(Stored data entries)
==*==

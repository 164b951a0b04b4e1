//! Error types for the optimizer.

use std::fmt;
use tangent_risk::RiskError;
use thiserror::Error;

/// Result type for optimizer operations.
pub type Result<T> = std::result::Result<T, SolverError>;

/// Optimization phase, used to tag failures and log events.
#[derive(Debug, Clone, Copy, PartialEq, Eq, Hash)]
pub enum Phase {
    /// Minimum-variance solve
    MinimumVariance,
    /// Maximum-Sharpe solve under the risk ceiling
    MaximumSharpe,
}

impl Phase {
    /// Stable name for logs and error payloads.
    pub const fn name(&self) -> &'static str {
        match self {
            Self::MinimumVariance => "minimum_variance",
            Self::MaximumSharpe => "maximum_sharpe",
        }
    }
}

impl fmt::Display for Phase {
    fn fmt(&self, f: &mut fmt::Formatter<'_>) -> fmt::Result {
        f.write_str(self.name())
    }
}

/// Errors that can occur while solving.
#[derive(Debug, Error)]
pub enum SolverError {
    /// The weight constraints admit no solution
    #[error("Infeasible constraints: {0}")]
    Infeasible(String),

    /// Iteration limit reached before convergence
    #[error("{phase} did not converge after {iterations} iterations")]
    NotConverged {
        /// Phase that failed
        phase: Phase,
        /// Iterations performed
        iterations: usize,
    },

    /// Objective or gradient became NaN or infinite
    #[error("{phase} produced a non-finite objective or gradient")]
    NonFinite {
        /// Phase that failed
        phase: Phase,
    },

    /// Wall-clock budget exhausted
    #[error("{phase} exceeded its time budget of {budget_ms}ms")]
    TimedOut {
        /// Phase that was running
        phase: Phase,
        /// Budget in milliseconds
        budget_ms: u64,
    },

    /// Error from the return model
    #[error("Risk model error: {0}")]
    Risk(#[from] RiskError),
}

impl SolverError {
    /// Phase the failure happened in, when it is tied to one.
    pub const fn phase(&self) -> Option<Phase> {
        match self {
            Self::NotConverged { phase, .. }
            | Self::NonFinite { phase }
            | Self::TimedOut { phase, .. } => Some(*phase),
            Self::Infeasible(_) | Self::Risk(_) => None,
        }
    }
}
//! Daily quotes from Yahoo Finance.

use crate::error::{DataError, Result};
use chrono::NaiveDate;
use polars::prelude::*;
use std::time::Duration;
use tokio::time::sleep;
use tracing::debug;
use yahoo_finance_api as yahoo;

const SECONDS_PER_DAY: i64 = 86_400;

/// Yahoo Finance quote provider with rate limiting.
pub struct YahooQuoteProvider {
    provider: yahoo::YahooConnector,
    rate_limit_delay: Duration,
}

impl std::fmt::Debug for YahooQuoteProvider {
    fn fmt(&self, f: &mut std::fmt::Formatter<'_>) -> std::fmt::Result {
        f.debug_struct("YahooQuoteProvider")
            .field("rate_limit_delay", &self.rate_limit_delay)
            .finish_non_exhaustive()
    }
}

impl YahooQuoteProvider {
    /// Create a provider with the default pause between requests (250ms).
    pub fn new() -> Result<Self> {
        Self::with_rate_limit(Duration::from_millis(250))
    }

    /// Create a provider with a custom pause between requests.
    pub fn with_rate_limit(rate_limit_delay: Duration) -> Result<Self> {
        Ok(Self {
            provider: yahoo::YahooConnector::new()?,
            rate_limit_delay,
        })
    }

    /// Fetch daily closes for one symbol over `[start, end)`.
    ///
    /// # Returns
    /// A Polars DataFrame with columns: symbol, date, close, adjusted_close,
    /// sorted by date. Rows with a non-positive adjusted close are dropped.
    pub async fn fetch_quotes(
        &self,
        symbol: &str,
        start: NaiveDate,
        end: NaiveDate,
    ) -> Result<DataFrame> {
        validate_request(symbol, start, end)?;

        let start_time = to_offset_datetime(start)?;
        let end_time = to_offset_datetime(end)?;

        let response = self
            .provider
            .get_quote_history(symbol, start_time, end_time)
            .await?;
        let quotes = response
            .quotes()
            .map_err(|e| DataError::YahooApi(e.to_string()))?;

        let rows: Vec<(i64, f64, f64)> = quotes
            .iter()
            .map(|q| (q.timestamp, q.close, q.adjclose))
            .collect();

        let df = quotes_frame(symbol, rows, end)?;
        debug!(symbol, rows = df.height(), %start, %end, "fetched quotes");

        sleep(self.rate_limit_delay).await;

        if df.height() == 0 {
            return Err(DataError::MissingData {
                symbol: symbol.to_string(),
                reason: format!("no prices between {} and {}", start, end),
            });
        }
        Ok(df)
    }

    /// Most recent close of a quote, e.g. the 13-week T-bill yield `^IRX`.
    pub async fn fetch_latest_close(&self, symbol: &str) -> Result<f64> {
        if symbol.is_empty() {
            return Err(DataError::InvalidSymbol("Empty symbol".to_string()));
        }

        let response = self.provider.get_latest_quotes(symbol, "1d").await?;
        let quote = response.last_quote()?;
        if !quote.close.is_finite() {
            return Err(DataError::MissingData {
                symbol: symbol.to_string(),
                reason: "latest close is not a number".to_string(),
            });
        }
        debug!(symbol, close = quote.close, "fetched latest close");
        Ok(quote.close)
    }
}

fn validate_request(symbol: &str, start: NaiveDate, end: NaiveDate) -> Result<()> {
    if symbol.is_empty() {
        return Err(DataError::InvalidSymbol("Empty symbol".to_string()));
    }
    if start >= end {
        return Err(DataError::InvalidDateRange {
            start: start.to_string(),
            end: end.to_string(),
        });
    }
    Ok(())
}

fn to_offset_datetime(date: NaiveDate) -> Result<time::OffsetDateTime> {
    let timestamp = date
        .and_hms_opt(0, 0, 0)
        .ok_or_else(|| DataError::TimeConversion(format!("invalid midnight for {}", date)))?
        .and_utc()
        .timestamp();
    time::OffsetDateTime::from_unix_timestamp(timestamp)
        .map_err(|e| DataError::TimeConversion(e.to_string()))
}

/// Build the quote frame from `(unix timestamp, close, adjusted close)` rows,
/// keeping rows dated before `end` with a usable adjusted close. When Yahoo
/// reports a day twice (a live row next to the settled one) the last wins.
pub(crate) fn quotes_frame(
    symbol: &str,
    rows: Vec<(i64, f64, f64)>,
    end: NaiveDate,
) -> Result<DataFrame> {
    let day = |timestamp: i64| timestamp.div_euclid(SECONDS_PER_DAY);
    let mut deduped: Vec<(i64, f64, f64)> = Vec::with_capacity(rows.len());
    for row in rows {
        match deduped.last_mut() {
            Some(last) if day(last.0) == day(row.0) => *last = row,
            _ => deduped.push(row),
        }
    }

    let height = deduped.len();
    let df = DataFrame::new(vec![
        Series::new("symbol".into(), vec![symbol; height]).into(),
        Series::new(
            "timestamp".into(),
            deduped.iter().map(|r| r.0).collect::<Vec<i64>>(),
        )
        .into(),
        Series::new(
            "close".into(),
            deduped.iter().map(|r| r.1).collect::<Vec<f64>>(),
        )
        .into(),
        Series::new(
            "adjusted_close".into(),
            deduped.iter().map(|r| r.2).collect::<Vec<f64>>(),
        )
        .into(),
    ])?;

    let df = df
        .lazy()
        .with_column(
            (col("timestamp") * lit(1_000_000_000))
                .cast(DataType::Datetime(TimeUnit::Nanoseconds, None))
                .cast(DataType::Date)
                .alias("date"),
        )
        .filter(
            col("date")
                .lt(lit(end))
                .and(col("adjusted_close").gt(lit(0.0))),
        )
        .select([
            col("symbol"),
            col("date"),
            col("close"),
            col("adjusted_close"),
        ])
        .sort(["date"], SortMultipleOptions::default())
        .collect()?;

    Ok(df)
}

==*==

■ **Description of the task**
From the entries, report every line in which the string "DataType" occurs.

■ **Solved exercise**
                .cast(DataType::Datetime(TimeUnit::Nanoseconds, None))
                .cast(DataType::Date)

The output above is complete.